Kirktown of Auchterless

A hamlet with a church in the Aberdeenshire parish of Auchterless, the Kirktown of Auchterless lies in the North eastern foothills of the Grampians, 5 miles (8 km) south of Turriff. Situated close to the River Ythan, the settlement lies in a valley here known as the Howe of Auchterless, a name remembered in a traditional 17th-century ballad that claimed there was “many a bonnie lass in the Howe of Auchterless’. Today the most eye-catching feature is a Gothic red sandstone church built in 1877-79, with a spire added in 1896. This building replaced the earlier St Drostan’s Church whose ruins to the South West retain a bird cage bellcote with a bell dated 1644. There are marble tablets dedicated to the Duff family in the old Kirk and in the new churchyard stands the Duff of Hatton mausoleum built in 1877. The farm of Chapel of Seggat to the north-east is associated with a former chapel adjacent to the Well of Our Lady and with Peter Garden who allegedly outlived ten monarchs, dying in 1775 at the grand old age of 131. At the nearby farm of Hillhead of Seggat James Leslie Mitchell was born in 1901. Better known as Lewis Grassic Gibbon, he lived here for the first seven years of his life and used the name Seggat in the first volume of ‘A Scots Quair’, published in 1932. Chief amongst the many prehistoric antiquities in the surrounding parish of Auchterless are the quartzite kerb cairns at Logie Newton which date from the second millennium BC.

 

 

Lewis Grassic Gibbon (James Leslie Mitchell)      1901 – 1935

 

Journalist turned author, best known for his trilogy "Sunset Song", "Cloud Howe" and "Grey Granite". Born on the farm of Hillhead of Seggat near Kirktown of Auchterless (Aberdeenshire), before moving with his family to Arbuthnott.

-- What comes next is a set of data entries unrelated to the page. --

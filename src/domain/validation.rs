use std::fmt;

#[derive(Debug, Clone, PartialEq, Eq)]
pub enum ValidationError {
    Empty {
        field: &'static str,
    },
    MessageTooLong {
        max: usize,
        actual: usize,
    },
    InvalidToken,
    InvalidNotificationFlag,
    InvalidAttachment,
    InvalidImageBuffer {
        expected: usize,
        actual: usize,
    },
    ImageTooLarge {
        field: &'static str,
        max: u32,
        width: u32,
        height: u32,
    },
    InvalidUrl {
        field: &'static str,
        input: String,
    },
    UnsupportedImageExtension {
        field: &'static str,
        input: String,
    },
    ImageNotFound {
        url: String,
        status: u16,
    },
}

impl fmt::Display for ValidationError {
    fn fmt(&self, f: &mut fmt::Formatter<'_>) -> fmt::Result {
        match self {
            Self::Empty { field } => write!(f, "{field} must not be empty"),
            Self::MessageTooLong { max, actual } => {
                write!(f, "message too long: {actual} characters (max {max})")
            }
            Self::InvalidToken => write!(f, "token contains characters not allowed in a header"),
            Self::InvalidNotificationFlag => write!(f, "notificationDisabled must be a boolean"),
            Self::InvalidAttachment => write!(f, "Invalid type of attachment"),
            Self::InvalidImageBuffer { expected, actual } => {
                write!(
                    f,
                    "image buffer has {actual} bytes (expected {expected} for its dimensions)"
                )
            }
            Self::ImageTooLarge {
                field,
                max,
                width,
                height,
            } => write!(
                f,
                "{field} is {width}x{height}px (maximum size {max}x{max}px)"
            ),
            Self::InvalidUrl { field, input } => write!(f, "{field} is not a valid URL: {input}"),
            Self::UnsupportedImageExtension { field, input } => {
                write!(f, "{field} must point to a *.jpg or *.jpeg image: {input}")
            }
            Self::ImageNotFound { url, status } => {
                write!(f, "image URL not found: {url} (HTTP {status})")
            }
        }
    }
}

impl std::error::Error for ValidationError {}
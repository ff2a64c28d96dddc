//! Domain layer: strong types with validation and invariants (no I/O).

mod attachment;
mod request;
mod response;
mod validation;
mod value;

pub(crate) use attachment::check_max_side;
pub use attachment::{Attachment, InlineImage};
pub use request::{NotifyPayload, PayloadAttachment};
pub use response::Status;
pub use validation::ValidationError;
pub use value::{
    AccessToken, FULLSIZE_MAX_SIDE, ImageRole, ImageUrl, MessageText,
    NOTIFICATION_DISABLED_FIELD, THUMBNAIL_MAX_SIDE, notification_flag_from_json,
};
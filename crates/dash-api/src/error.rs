//! API error type and [`axum::response::IntoResponse`] implementation.
//!
//! Every error renders as `{"statusCode": 404, "error": "Not Found",
//! "message": "Handle not found"}`.

use axum::{
  Json,
  http::StatusCode,
  response::{IntoResponse, Response},
};
use dash_core::{ServiceError, store::StoreError};
use serde_json::json;
use thiserror::Error;

/// An error returned by an API handler.
#[derive(Debug, Error)]
pub enum ApiError {
  #[error("not found: {0}")]
  NotFound(String),

  #[error("bad request: {0}")]
  BadRequest(String),

  #[error("payload too large: {0}")]
  TooLarge(String),

  /// A third-party service failed while serving the request.
  #[error("upstream error: {0}")]
  Upstream(String),

  #[error("internal error: {0}")]
  Internal(String),

  #[error("store error: {0}")]
  Store(#[source] Box<dyn std::error::Error + Send + Sync>),
}

impl ApiError {
  /// Map a store error, surfacing the domain error it carries if any.
  pub fn store<E: StoreError>(e: E) -> Self {
    if let Some(domain) = e.as_domain() {
      return Self::from_domain(domain);
    }
    ApiError::Store(Box::new(e))
  }

  fn from_domain(e: &dash_core::Error) -> Self {
    use dash_core::Error as E;
    match e {
      E::NotFound { .. } => ApiError::NotFound(e.to_string()),
      E::Conflict(_) | E::AlreadyAttached | E::NotAttached | E::Validation { .. } => {
        ApiError::BadRequest(e.to_string())
      }
      E::Serialization(_) => ApiError::Internal(e.to_string()),
    }
  }

  /// Map a third-party failure that has no request-specific meaning.
  pub fn upstream(e: ServiceError) -> Self { ApiError::Upstream(e.to_string()) }
}

impl From<dash_core::Error> for ApiError {
  fn from(e: dash_core::Error) -> Self { Self::from_domain(&e) }
}

impl IntoResponse for ApiError {
  fn into_response(self) -> Response {
    let (status, message) = match &self {
      ApiError::NotFound(m) => (StatusCode::NOT_FOUND, m.clone()),
      ApiError::BadRequest(m) => (StatusCode::BAD_REQUEST, m.clone()),
      ApiError::TooLarge(m) => (StatusCode::PAYLOAD_TOO_LARGE, m.clone()),
      ApiError::Upstream(m) => {
        tracing::warn!(error = %m, "upstream service failed");
        (StatusCode::BAD_GATEWAY, m.clone())
      }
      ApiError::Internal(_) | ApiError::Store(_) => {
        tracing::error!(error = %self, "request failed");
        (StatusCode::INTERNAL_SERVER_ERROR, "An internal server error occurred".to_owned())
      }
    };
    let body = json!({
      "statusCode": status.as_u16(),
      "error": status.canonical_reason().unwrap_or_default(),
      "message": message,
    });
    (status, Json(body)).into_response()
  }
}
// ─── Topic relations ─────────────────────────────────────────────────────────

#[tokio::test]
async fn attach_and_detach_topics() {
  let s = store().await;
  let handle = s.create_handle(new_handle(1, "tw1", "Test One")).await.unwrap();
  let topic = s.create_topic(new_topic("Energy")).await.unwrap();

  let attached = s.attach_topic(handle.id, topic.id).await.unwrap();
  assert_eq!(attached.id, topic.id);

  let err = s.attach_topic(handle.id, topic.id).await.unwrap_err();
  assert!(matches!(domain(&err), dash_core::Error::AlreadyAttached));

  let topics = s.handle_topics(handle.id).await.unwrap();
  assert_eq!(topics.len(), 1);
  let handles = s.topic_handles(topic.id).await.unwrap();
  assert_eq!(handles.len(), 1);

  let view = s
    .get_handle(handle.id, &[HandleRelation::Topics])
    .await
    .unwrap()
    .unwrap();
  assert_eq!(view.topics.map(|t| t.len()), Some(1));

  s.detach_topic(handle.id, topic.id).await.unwrap();
  let err = s.detach_topic(handle.id, topic.id).await.unwrap_err();
  assert!(matches!(domain(&err), dash_core::Error::NotAttached));
  assert!(s.handle_topics(handle.id).await.unwrap().is_empty());
}

#[tokio::test]
async fn relation_changes_report_missing_rows() {
  let s = store().await;
  let handle = s.create_handle(new_handle(1, "tw1", "Test One")).await.unwrap();
  let topic = s.create_topic(new_topic("Energy")).await.unwrap();

  let err = s.attach_topic(9999, topic.id).await.unwrap_err();
  assert!(matches!(
    domain(&err),
    dash_core::Error::NotFound { entity: Entity::Handle, .. }
  ));
  let err = s.attach_topic(handle.id, 9999).await.unwrap_err();
  assert!(matches!(
    domain(&err),
    dash_core::Error::NotFound { entity: Entity::Topic, .. }
  ));
  let err = s.detach_topic(handle.id, 9999).await.unwrap_err();
  assert_eq!(domain(&err).to_string(), "Topic not found");
  let err = s.handle_topics(9999).await.unwrap_err();
  assert_eq!(domain(&err).to_string(), "Handle not found");
}

#[tokio::test]
async fn deleting_either_side_drops_the_link() {
  let s = store().await;
  let handle = s.create_handle(new_handle(1, "tw1", "Test One")).await.unwrap();
  let energy = s.create_topic(new_topic("Energy")).await.unwrap();
  let water = s.create_topic(new_topic("Water")).await.unwrap();
  s.attach_topic(handle.id, energy.id).await.unwrap();
  s.attach_topic(handle.id, water.id).await.unwrap();

  assert!(s.delete_topic(energy.id).await.unwrap());
  let topics = s.handle_topics(handle.id).await.unwrap();
  assert_eq!(topics.iter().map(|t| t.id).collect::<Vec<_>>(), [water.id]);

  assert!(s.delete_handle(handle.id).await.unwrap());
  assert!(s.topic_handles(water.id).await.unwrap().is_empty());
}

#[tokio::test]
async fn pages_past_the_end_are_empty_or_rejected() {
  let s = store().await;
  s.create_topic(new_topic("Energy")).await.unwrap();

  let far = TopicQuery { page: Page { page: u32::MAX, page_size: 1 }, ..Default::default() };
  assert!(s.list_topics(&far).await.unwrap().is_empty());

  let overflow =
    TopicQuery { page: Page { page: u32::MAX, page_size: u32::MAX }, ..Default::default() };
  let err = s.list_topics(&overflow).await.unwrap_err();
  assert!(matches!(domain(&err), dash_core::Error::Validation { field: "page", .. }));

  let users = UserQuery { page: Page { page: u32::MAX, page_size: u32::MAX }, ..Default::default() };
  assert!(s.list_users(&users).await.is_err());
}

#[tokio::test]
async fn topics_expand_handles_on_request() {
  let s = store().await;
  let handle = s.create_handle(new_handle(1, "tw1", "Test One")).await.unwrap();
  let topic = s.create_topic(new_topic("Energy")).await.unwrap();
  s.attach_topic(handle.id, topic.id).await.unwrap();

  let query = TopicQuery { relations: vec![TopicRelation::Handles], ..Default::default() };
  let topics = s.list_topics(&query).await.unwrap();
  assert_eq!(topics[0].handles.as_ref().map(Vec::len), Some(1));

  let bare = s.get_topic(topic.id, &[]).await.unwrap().unwrap();
  assert!(bare.handles.is_none());
  assert_eq!(bare.topic.keywords, ["energy"]);

  let patch = TopicPatch {
    keywords: Some(vec!["solar".into(), "wind".into()]),
    description: Some(Some("Renewables".into())),
    ..Default::default()
  };
  let updated = s.update_topic(topic.id, patch).await.unwrap().unwrap();
  assert_eq!(updated.keywords, ["solar", "wind"]);
  assert_eq!(updated.description.as_deref(), Some("Renewables"));
  assert_eq!(updated.name, "Energy");
}

// ─── Score refresh ───────────────────────────────────────────────────────────

#[tokio::test]
async fn refresh_skips_handles_without_identity() {
  let s = store().await;
  s.create_handle(new_handle(1, "tw1", "Test One")).await.unwrap();
  assert!(s.next_refresh_candidate().await.unwrap().is_none());
}

#[tokio::test]
async fn refresh_prefers_never_checked_then_oldest() {
  let s = store().await;
  let mut a = new_handle(1, "a", "A");
  a.klout_id = Some("k-a".into());
  let mut b = new_handle(2, "b", "B");
  b.klout_id = Some("k-b".into());
  let a = s.create_handle(a).await.unwrap();
  let b = s.create_handle(b).await.unwrap();

  // B has been checked; A never has.
  s.record_klout_score(b.id, sample(30.0)).await.unwrap();
  let next = s.next_refresh_candidate().await.unwrap().unwrap();
  assert_eq!(next.id, a.id);

  tokio::time::sleep(Duration::from_millis(5)).await;
  s.record_klout_score(a.id, sample(20.0)).await.unwrap();
  let next = s.next_refresh_candidate().await.unwrap().unwrap();
  assert_eq!(next.id, b.id);
}

#[tokio::test]
async fn failed_attempts_still_rotate_the_queue() {
  let s = store().await;
  let mut a = new_handle(1, "a", "A");
  a.klout_id = Some("k-a".into());
  let mut b = new_handle(2, "b", "B");
  b.klout_id = Some("k-b".into());
  let a = s.create_handle(a).await.unwrap();
  let b = s.create_handle(b).await.unwrap();

  assert_eq!(s.next_refresh_candidate().await.unwrap().unwrap().id, a.id);
  s.mark_refresh_attempt(a.id).await.unwrap();
  assert_eq!(s.next_refresh_candidate().await.unwrap().unwrap().id, b.id);

  let err = s.mark_refresh_attempt(9999).await.unwrap_err();
  assert!(matches!(domain(&err), dash_core::Error::NotFound { .. }));
}

#[tokio::test]
async fn recording_a_score_caches_it_on_the_handle() {
  let s = store().await;
  let handle = s.create_handle(new_handle(1, "tw1", "Test One")).await.unwrap();
  let recorded = s.record_klout_score(handle.id, sample(55.5)).await.unwrap();
  assert_eq!(recorded.value, 55.5);
  assert_eq!(recorded.delta_month, -2.0);

  let view = s
    .get_handle(handle.id, &[HandleRelation::KloutScores])
    .await
    .unwrap()
    .unwrap();
  assert_eq!(view.handle.klout_score, Some(55.5));
  assert!(view.handle.klout_checked_at.is_some());
  assert_eq!(view.klout_scores.map(|k| k.len()), Some(1));

  let err = s.record_klout_score(9999, sample(1.0)).await.unwrap_err();
  assert!(matches!(domain(&err), dash_core::Error::NotFound { .. }));
}

// ─── Tweets ──────────────────────────────────────────────────────────────────

fn new_tweet(id: &str, handle_id: i64, parent_id: Option<&str>) -> NewTweet {
  NewTweet {
    id: id.into(),
    handle_id: Some(handle_id),
    parent_id: parent_id.map(Into::into),
    text: format!("status {id}"),
    created_at: Utc.with_ymd_and_hms(2016, 9, 20, 10, 0, 0).unwrap(),
  }
}

#[tokio::test]
async fn tweets_filter_by_max_id_handle_and_topic() {
  let s = store().await;
  let one = s.create_handle(new_handle(101, "tw1", "Test One")).await.unwrap();
  let two = s.create_handle(new_handle(202, "tw2", "Test Two")).await.unwrap();
  let topic = s.create_topic(new_topic("Energy")).await.unwrap();
  s.attach_topic(two.id, topic.id).await.unwrap();

  s.insert_tweet(new_tweet("9", one.id, None)).await.unwrap();
  s.insert_tweet(new_tweet("10", one.id, None)).await.unwrap();
  s.insert_tweet(new_tweet("11", two.id, None)).await.unwrap();

  // Numeric, not lexical, ordering of ids.
  let all = s.list_tweets(&TweetQuery::default()).await.unwrap();
  let ids: Vec<_> = all.iter().map(|t| t.tweet.id.as_str()).collect();
  assert_eq!(ids, ["11", "10", "9"]);
  assert!(all.iter().all(|t| t.handle.is_some()));

  let query = TweetQuery { max_id: Some(10), ..Default::default() };
  assert_eq!(s.list_tweets(&query).await.unwrap().len(), 2);

  let query = TweetQuery { handle_uid: Some(202), ..Default::default() };
  let by_handle = s.list_tweets(&query).await.unwrap();
  assert_eq!(by_handle.len(), 1);
  assert_eq!(by_handle[0].tweet.id, "11");

  let query = TweetQuery { topic_id: Some(topic.id), limit: 5, ..Default::default() };
  assert_eq!(s.list_tweets(&query).await.unwrap().len(), 1);

  let query = TweetQuery { limit: 1, order: SortOrder::Asc, ..Default::default() };
  let first = s.list_tweets(&query).await.unwrap();
  assert_eq!(first[0].tweet.id, "9");
}

#[tokio::test]
async fn tweet_detail_has_parent_and_replies() {
  let s = store().await;
  let handle = s.create_handle(new_handle(101, "tw1", "Test One")).await.unwrap();
  s.insert_tweet(new_tweet("1", handle.id, None)).await.unwrap();
  s.insert_tweet(new_tweet("2", handle.id, Some("1"))).await.unwrap();
  s.insert_tweet(new_tweet("3", handle.id, Some("2"))).await.unwrap();

  let view = s.get_tweet("2").await.unwrap().unwrap();
  assert_eq!(view.parent.map(|p| p.id), Some("1".to_owned()));
  let replies = view.replies.unwrap();
  assert_eq!(replies.len(), 1);
  assert_eq!(replies[0].id, "3");
  assert_eq!(view.handle.map(|h| h.id), Some(handle.id));

  assert!(s.get_tweet("404").await.unwrap().is_none());
}

#[tokio::test]
async fn tweet_flags_and_deletion() {
  let s = store().await;
  let handle = s.create_handle(new_handle(101, "tw1", "Test One")).await.unwrap();
  s.insert_tweet(new_tweet("1", handle.id, None)).await.unwrap();

  let tweet = s.set_tweet_flag("1", TweetFlag::Retweeted(true)).await.unwrap().unwrap();
  assert!(tweet.retweeted);
  assert!(!tweet.favorited);
  let tweet = s.set_tweet_flag("1", TweetFlag::Favorited(true)).await.unwrap().unwrap();
  assert!(tweet.favorited);
  assert!(s.set_tweet_flag("2", TweetFlag::Favorited(true)).await.unwrap().is_none());

  let err = s.insert_tweet(new_tweet("1", handle.id, None)).await.unwrap_err();
  assert!(matches!(domain(&err), dash_core::Error::Conflict(_)));

  assert!(s.delete_tweet("1").await.unwrap());
  assert!(!s.delete_tweet("1").await.unwrap());
}

// ─── Infographics ────────────────────────────────────────────────────────────

#[tokio::test]
async fn infographics_register_once() {
  let s = store().await;
  let info = s
    .create_infographic(NewInfographic { name: "chart.png".into(), file_size: 2048 })
    .await
    .unwrap();
  let fetched = s.get_infographic(info.id).await.unwrap().unwrap();
  assert_eq!(fetched.name, "chart.png");
  assert_eq!(fetched.file_size, 2048);
  assert_eq!(s.list_infographics().await.unwrap().len(), 1);

  let err = s
    .create_infographic(NewInfographic { name: "chart.png".into(), file_size: 1 })
    .await
    .unwrap_err();
  match domain(&err) {
    dash_core::Error::Conflict(msg) => assert_eq!(msg, "Infographic already registered"),
    other => panic!("expected conflict, got {other:?}"),
  }
}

He left to work as a journalist in Aberdeen, Glasgow then London, before settling in Welwyn Garden City (Hertfordshire).
His writing was rooted in the local area of his birth, known as The Mearns, in what had been the old county of Kincardineshire. His communist sympathies ensured his books criticised the land-owners and the clergy. His writing made him most unpopular in the Mearns across the social spectrum, where even the working people regarded their exposure in his books with embarrassment. Even his mother regarded him with suspicion, constantly deprecating his success and encouraging him to "get a proper job".
Gibbon had an acute sense of social perception and was also remarkably prolific, writing 17 books in just seven years under both his pseudonym and his own name. He worked himself to death, already signed up to his publishers to write a further million words when he died. He is buried in Arbuthnott churchyard. There is now a Lewis Grassic Gibbon Centre in Arbuthnott.